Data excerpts
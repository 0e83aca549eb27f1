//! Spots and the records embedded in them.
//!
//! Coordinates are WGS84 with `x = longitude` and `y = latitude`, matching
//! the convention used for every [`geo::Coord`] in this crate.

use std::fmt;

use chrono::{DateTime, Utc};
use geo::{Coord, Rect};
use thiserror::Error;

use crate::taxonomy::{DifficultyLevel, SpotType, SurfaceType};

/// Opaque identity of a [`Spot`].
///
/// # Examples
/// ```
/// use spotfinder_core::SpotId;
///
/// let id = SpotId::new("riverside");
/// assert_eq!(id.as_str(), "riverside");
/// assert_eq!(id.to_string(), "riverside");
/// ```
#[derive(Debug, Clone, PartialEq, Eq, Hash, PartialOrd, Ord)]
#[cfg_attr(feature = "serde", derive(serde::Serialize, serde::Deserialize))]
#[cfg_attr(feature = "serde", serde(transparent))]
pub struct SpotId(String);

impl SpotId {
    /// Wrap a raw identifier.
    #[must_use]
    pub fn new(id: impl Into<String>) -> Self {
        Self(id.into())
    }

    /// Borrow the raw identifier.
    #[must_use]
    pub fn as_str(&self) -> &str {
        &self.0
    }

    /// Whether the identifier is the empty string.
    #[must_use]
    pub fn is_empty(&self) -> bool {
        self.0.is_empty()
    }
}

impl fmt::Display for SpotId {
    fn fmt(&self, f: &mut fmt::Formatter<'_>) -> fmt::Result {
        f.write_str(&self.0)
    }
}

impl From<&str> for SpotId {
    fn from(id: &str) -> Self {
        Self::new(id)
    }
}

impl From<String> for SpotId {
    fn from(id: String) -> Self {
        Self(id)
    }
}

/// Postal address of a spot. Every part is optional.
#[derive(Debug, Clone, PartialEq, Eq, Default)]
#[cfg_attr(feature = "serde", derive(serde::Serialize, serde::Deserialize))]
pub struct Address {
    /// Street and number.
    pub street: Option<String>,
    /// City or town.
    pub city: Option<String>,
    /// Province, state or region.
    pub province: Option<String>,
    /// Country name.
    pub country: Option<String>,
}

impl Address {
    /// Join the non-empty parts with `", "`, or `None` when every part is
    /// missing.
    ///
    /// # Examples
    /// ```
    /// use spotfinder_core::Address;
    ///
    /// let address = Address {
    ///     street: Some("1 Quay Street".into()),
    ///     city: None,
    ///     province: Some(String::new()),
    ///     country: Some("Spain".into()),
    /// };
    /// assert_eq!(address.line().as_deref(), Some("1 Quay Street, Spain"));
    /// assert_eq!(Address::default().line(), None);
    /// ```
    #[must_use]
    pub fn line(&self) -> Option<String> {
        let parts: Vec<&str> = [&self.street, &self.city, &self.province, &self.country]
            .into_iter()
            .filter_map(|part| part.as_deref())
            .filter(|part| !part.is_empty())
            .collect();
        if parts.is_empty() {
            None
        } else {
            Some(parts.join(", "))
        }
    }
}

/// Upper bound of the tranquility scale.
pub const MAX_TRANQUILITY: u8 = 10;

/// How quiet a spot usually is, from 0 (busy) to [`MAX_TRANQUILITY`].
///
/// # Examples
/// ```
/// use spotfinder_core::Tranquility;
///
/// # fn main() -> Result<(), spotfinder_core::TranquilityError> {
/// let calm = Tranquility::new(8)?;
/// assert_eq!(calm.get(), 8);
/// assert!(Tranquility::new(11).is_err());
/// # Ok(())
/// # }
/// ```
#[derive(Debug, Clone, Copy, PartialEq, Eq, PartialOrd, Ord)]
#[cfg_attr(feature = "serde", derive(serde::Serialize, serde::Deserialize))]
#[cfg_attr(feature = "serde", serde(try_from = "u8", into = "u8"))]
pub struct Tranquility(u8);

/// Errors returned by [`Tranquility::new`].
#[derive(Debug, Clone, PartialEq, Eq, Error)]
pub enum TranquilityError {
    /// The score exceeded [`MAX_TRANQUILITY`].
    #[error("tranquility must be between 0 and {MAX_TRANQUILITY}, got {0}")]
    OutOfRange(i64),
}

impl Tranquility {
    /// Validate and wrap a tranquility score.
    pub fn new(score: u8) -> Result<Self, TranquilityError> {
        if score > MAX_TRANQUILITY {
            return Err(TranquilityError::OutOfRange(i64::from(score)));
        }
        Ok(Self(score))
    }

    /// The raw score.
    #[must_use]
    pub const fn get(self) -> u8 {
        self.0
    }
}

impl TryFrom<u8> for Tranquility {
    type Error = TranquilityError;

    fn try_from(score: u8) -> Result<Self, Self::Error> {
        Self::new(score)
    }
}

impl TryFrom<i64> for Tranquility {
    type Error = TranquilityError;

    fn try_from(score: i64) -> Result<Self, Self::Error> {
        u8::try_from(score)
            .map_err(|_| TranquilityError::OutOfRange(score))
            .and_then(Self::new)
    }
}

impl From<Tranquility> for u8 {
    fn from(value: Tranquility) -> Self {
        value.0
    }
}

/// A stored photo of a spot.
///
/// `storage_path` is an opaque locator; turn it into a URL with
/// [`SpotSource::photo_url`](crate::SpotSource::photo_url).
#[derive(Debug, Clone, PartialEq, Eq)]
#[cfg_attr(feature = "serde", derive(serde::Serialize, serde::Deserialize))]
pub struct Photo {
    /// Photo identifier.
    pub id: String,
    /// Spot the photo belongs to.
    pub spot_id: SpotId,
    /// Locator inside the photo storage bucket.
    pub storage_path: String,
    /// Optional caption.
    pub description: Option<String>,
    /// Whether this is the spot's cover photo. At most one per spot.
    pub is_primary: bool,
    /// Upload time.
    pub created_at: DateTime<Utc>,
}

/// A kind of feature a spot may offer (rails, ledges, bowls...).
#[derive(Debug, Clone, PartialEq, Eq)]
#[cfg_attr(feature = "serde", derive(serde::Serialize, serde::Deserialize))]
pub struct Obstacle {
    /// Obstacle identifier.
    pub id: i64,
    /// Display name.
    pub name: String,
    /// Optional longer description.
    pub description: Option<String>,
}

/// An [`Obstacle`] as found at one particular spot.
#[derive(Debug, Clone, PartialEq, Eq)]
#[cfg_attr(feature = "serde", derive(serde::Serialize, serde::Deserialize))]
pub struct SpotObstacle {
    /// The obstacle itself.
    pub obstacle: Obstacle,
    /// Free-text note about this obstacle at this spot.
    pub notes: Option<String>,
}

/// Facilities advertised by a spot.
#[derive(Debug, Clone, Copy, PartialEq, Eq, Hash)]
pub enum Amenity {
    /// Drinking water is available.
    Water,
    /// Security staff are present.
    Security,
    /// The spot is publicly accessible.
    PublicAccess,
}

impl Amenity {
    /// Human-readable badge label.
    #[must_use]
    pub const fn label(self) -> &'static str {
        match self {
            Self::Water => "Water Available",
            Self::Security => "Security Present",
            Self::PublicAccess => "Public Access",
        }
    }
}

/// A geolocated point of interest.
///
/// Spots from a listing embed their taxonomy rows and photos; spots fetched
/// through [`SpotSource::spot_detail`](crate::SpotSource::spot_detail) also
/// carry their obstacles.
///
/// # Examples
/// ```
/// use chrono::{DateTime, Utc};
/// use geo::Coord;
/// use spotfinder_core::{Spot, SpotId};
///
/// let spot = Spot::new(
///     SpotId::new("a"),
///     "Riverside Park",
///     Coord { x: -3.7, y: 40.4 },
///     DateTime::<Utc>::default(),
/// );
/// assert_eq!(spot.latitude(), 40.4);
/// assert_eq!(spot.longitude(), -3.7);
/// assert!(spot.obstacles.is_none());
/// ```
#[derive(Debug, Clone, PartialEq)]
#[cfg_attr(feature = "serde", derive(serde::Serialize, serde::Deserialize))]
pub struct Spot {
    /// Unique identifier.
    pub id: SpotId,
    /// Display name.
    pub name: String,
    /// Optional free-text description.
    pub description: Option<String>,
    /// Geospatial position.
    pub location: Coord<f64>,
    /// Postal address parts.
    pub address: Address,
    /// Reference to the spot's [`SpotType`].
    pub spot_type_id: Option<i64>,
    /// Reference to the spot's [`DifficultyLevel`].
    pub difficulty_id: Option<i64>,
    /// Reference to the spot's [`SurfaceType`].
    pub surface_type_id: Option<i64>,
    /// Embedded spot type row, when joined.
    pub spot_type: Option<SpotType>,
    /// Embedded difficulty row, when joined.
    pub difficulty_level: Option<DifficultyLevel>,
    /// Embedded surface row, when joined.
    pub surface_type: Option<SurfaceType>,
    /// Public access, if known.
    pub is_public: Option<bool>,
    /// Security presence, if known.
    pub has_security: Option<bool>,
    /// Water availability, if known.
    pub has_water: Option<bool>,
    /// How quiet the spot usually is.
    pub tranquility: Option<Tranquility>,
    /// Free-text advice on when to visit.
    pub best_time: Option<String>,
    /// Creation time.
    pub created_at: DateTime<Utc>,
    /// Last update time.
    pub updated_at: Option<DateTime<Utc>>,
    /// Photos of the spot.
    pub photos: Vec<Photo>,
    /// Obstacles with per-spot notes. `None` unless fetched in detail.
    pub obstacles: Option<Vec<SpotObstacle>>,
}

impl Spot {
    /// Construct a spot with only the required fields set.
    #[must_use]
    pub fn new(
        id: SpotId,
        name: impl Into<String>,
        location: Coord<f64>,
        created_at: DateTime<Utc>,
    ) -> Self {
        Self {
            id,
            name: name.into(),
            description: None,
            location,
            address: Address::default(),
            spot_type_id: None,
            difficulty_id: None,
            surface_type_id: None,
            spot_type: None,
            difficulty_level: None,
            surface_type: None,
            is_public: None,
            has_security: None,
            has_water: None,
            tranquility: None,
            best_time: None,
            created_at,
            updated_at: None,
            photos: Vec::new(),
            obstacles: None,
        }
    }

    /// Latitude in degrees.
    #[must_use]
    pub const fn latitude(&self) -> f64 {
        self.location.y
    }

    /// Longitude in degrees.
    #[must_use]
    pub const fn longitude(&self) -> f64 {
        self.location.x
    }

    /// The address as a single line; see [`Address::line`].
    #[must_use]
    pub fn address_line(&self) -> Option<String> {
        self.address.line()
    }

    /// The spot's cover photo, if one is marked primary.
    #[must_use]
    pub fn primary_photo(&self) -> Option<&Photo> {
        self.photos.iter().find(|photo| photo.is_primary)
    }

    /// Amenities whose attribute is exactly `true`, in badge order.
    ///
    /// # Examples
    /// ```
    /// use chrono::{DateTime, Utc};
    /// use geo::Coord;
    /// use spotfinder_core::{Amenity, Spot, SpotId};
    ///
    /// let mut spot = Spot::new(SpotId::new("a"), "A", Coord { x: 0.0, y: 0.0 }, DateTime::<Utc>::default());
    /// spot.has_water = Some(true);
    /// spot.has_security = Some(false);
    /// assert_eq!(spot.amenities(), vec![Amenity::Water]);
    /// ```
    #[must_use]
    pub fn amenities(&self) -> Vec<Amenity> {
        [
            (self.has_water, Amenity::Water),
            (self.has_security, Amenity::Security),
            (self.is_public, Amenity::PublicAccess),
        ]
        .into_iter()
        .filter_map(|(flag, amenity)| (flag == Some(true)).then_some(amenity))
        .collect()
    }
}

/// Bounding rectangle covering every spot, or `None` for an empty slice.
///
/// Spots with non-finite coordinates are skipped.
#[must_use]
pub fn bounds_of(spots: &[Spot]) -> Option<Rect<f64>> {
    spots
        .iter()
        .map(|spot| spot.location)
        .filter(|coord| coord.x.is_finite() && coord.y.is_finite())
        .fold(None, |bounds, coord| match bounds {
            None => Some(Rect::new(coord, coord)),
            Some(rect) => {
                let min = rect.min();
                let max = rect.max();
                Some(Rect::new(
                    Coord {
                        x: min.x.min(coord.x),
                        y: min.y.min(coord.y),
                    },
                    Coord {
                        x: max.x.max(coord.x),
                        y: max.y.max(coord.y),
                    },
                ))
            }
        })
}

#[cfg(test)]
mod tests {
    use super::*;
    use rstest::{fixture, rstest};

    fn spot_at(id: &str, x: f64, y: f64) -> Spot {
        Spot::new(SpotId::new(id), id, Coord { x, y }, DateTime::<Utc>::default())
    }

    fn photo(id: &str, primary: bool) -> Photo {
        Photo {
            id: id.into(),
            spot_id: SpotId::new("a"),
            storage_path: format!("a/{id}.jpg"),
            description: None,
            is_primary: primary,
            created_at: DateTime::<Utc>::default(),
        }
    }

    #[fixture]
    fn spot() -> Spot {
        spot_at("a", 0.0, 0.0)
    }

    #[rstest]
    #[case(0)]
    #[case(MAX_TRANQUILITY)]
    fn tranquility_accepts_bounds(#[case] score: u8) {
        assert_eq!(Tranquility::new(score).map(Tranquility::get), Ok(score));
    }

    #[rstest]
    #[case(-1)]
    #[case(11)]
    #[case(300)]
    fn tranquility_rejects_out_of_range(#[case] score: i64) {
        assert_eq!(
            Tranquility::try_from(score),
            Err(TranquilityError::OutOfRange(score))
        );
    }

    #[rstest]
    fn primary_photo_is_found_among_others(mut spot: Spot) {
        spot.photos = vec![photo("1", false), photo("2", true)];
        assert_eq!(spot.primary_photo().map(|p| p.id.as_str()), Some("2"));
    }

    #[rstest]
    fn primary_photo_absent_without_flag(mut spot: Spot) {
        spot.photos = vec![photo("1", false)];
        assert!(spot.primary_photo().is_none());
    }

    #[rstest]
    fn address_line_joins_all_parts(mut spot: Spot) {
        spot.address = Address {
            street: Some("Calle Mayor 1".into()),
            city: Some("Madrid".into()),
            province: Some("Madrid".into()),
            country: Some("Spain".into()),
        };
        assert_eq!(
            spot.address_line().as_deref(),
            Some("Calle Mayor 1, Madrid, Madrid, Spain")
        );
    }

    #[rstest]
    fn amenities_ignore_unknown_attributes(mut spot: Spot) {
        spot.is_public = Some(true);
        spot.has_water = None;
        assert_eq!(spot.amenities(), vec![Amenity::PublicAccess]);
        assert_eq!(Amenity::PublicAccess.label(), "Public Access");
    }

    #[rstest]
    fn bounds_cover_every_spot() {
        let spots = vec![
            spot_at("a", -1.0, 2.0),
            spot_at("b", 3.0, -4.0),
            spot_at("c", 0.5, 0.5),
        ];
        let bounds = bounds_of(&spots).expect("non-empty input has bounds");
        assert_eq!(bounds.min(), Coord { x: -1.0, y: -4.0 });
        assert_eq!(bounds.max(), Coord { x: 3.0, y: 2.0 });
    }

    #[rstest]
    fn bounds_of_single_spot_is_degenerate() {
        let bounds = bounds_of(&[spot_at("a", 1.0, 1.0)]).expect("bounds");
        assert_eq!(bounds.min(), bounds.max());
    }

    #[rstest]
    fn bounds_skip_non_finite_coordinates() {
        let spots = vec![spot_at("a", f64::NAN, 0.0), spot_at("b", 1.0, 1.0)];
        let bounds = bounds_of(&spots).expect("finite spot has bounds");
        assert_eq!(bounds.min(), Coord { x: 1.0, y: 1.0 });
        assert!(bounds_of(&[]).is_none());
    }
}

__Brief__.
For the lines above, output exactly those from the line containing "the tranquility scale." through the line containing "pub fn new(score: u8)", and skip the others.

__Answer below__.
/// Upper bound of the tranquility scale.
pub const MAX_TRANQUILITY: u8 = 10;

/// How quiet a spot usually is, from 0 (busy) to [`MAX_TRANQUILITY`].
///
/// # Examples
/// ```
/// use spotfinder_core::Tranquility;
///
/// # fn main() -> Result<(), spotfinder_core::TranquilityError> {
/// let calm = Tranquility::new(8)?;
/// assert_eq!(calm.get(), 8);
/// assert!(Tranquility::new(11).is_err());
/// # Ok(())
/// # }
/// ```
#[derive(Debug, Clone, Copy, PartialEq, Eq, PartialOrd, Ord)]
#[cfg_attr(feature = "serde", derive(serde::Serialize, serde::Deserialize))]
#[cfg_attr(feature = "serde", serde(try_from = "u8", into = "u8"))]
pub struct Tranquility(u8);

/// Errors returned by [`Tranquility::new`].
#[derive(Debug, Clone, PartialEq, Eq, Error)]
pub enum TranquilityError {
    /// The score exceeded [`MAX_TRANQUILITY`].
    #[error("tranquility must be between 0 and {MAX_TRANQUILITY}, got {0}")]
    OutOfRange(i64),
}

impl Tranquility {
    /// Validate and wrap a tranquility score.
    pub fn new(score: u8) -> Result<Self, TranquilityError> {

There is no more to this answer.